America can certainly learn how to build a stronger sense of community through sports from Ireland. In Ireland, the community is very centered around family, county sporting events and finding "the craic" (a good time or a good conversation) at the pubs. Having such a tight knit community gives a sense of stability and support that is not common in the states. However, I believe there should be a balance. In Ireland, children play for the Gaelic sports teams that are in the city their parish is in. There is no such thing as moving to a better team. Your county and cities are established and permanent with the people coming from those communities. Most importantly, athletes in Ireland are never paid, no matter what level they perform at. This promotes a sense of the love of the game, and a passion for the sport, rather than a love of winning.

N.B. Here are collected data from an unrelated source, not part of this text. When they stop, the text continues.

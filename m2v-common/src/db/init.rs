//! Database initialization
//!
//! Opens (creating if needed) the SQLite orphan store and its `orphans`
//! table: recording files the backend no longer knows about. The backend's
//! `videometadata` catalog lives in its own database and is not created here.

use crate::Result;
use sqlx::{sqlite::SqlitePoolOptions, SqlitePool};
use std::path::Path;
use tracing::info;

/// Initialize database connection and create tables if needed
pub async fn init_database(db_path: &Path) -> Result<SqlitePool> {
    let newly_created = !db_path.exists();

    // Create parent directory if it doesn't exist
    if let Some(parent) = db_path.parent() {
        if !parent.as_os_str().is_empty() {
            std::fs::create_dir_all(parent)?;
        }
    }

    let db_url = format!("sqlite://{}?mode=rwc", db_path.display());
    let pool = SqlitePoolOptions::new()
        .max_connections(5)
        .connect(&db_url)
        .await?;

    if newly_created {
        info!("Initialized new database: {}", db_path.display());
    } else {
        info!("Opened existing database: {}", db_path.display());
    }

    sqlx::query("PRAGMA journal_mode = WAL")
        .execute(&pool)
        .await?;
    sqlx::query("PRAGMA busy_timeout = 5000")
        .execute(&pool)
        .await?;

    // Idempotent - safe to call on every start
    create_orphans_table(&pool).await?;

    Ok(pool)
}

/// Create the orphans table
///
/// (hostname, filename) is unique; inserting a duplicate is a constraint
/// violation.
pub async fn create_orphans_table(pool: &SqlitePool) -> Result<()> {
    sqlx::query(
        r#"
        CREATE TABLE IF NOT EXISTS orphans (
            intid INTEGER PRIMARY KEY AUTOINCREMENT,
            hostname TEXT NOT NULL,
            title TEXT NOT NULL DEFAULT '',
            directory TEXT NOT NULL,
            filename TEXT NOT NULL,
            filesize INTEGER NOT NULL DEFAULT 0,
            duration INTEGER NOT NULL DEFAULT 0,
            start_date DATE NOT NULL,
            start_time TIME NOT NULL,
            subtitle TEXT NOT NULL DEFAULT '',
            channel_id TEXT NOT NULL,
            channel_number INTEGER NOT NULL,
            channel_name TEXT NOT NULL,
            UNIQUE (hostname, filename)
        )
        "#,
    )
    .execute(pool)
    .await?;

    Ok(())
}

On the flip side, I believe that Ireland can learn something from America about the power of individuality. Athletes in America are paid at the professional level, whereas athletes in Ireland are not. I think that establishing a status as an athlete, based on any measure including monetary worth, is a way to incentivize and motivate athletes to push them further than they could ever imagine. With the salary comes the responsibility and pressure to perform exceptionally well for your team, your city, your state, your league and your country. Pressure then is also put onto the medical industry to develop the latest physical therapy treatments and the nutrition industry to help prepare the body to perform its best, which in turn amplifies the level of competition. I can't see this happening in Ireland, when people still have to work outside of their sport, rather than the sport being their occupation. It's possible for athletes to have a passion for the game even though they are on salary, but while it might be difficult for some athletes to maintain that love for the game, it certainly does not mean it kills the passion for it.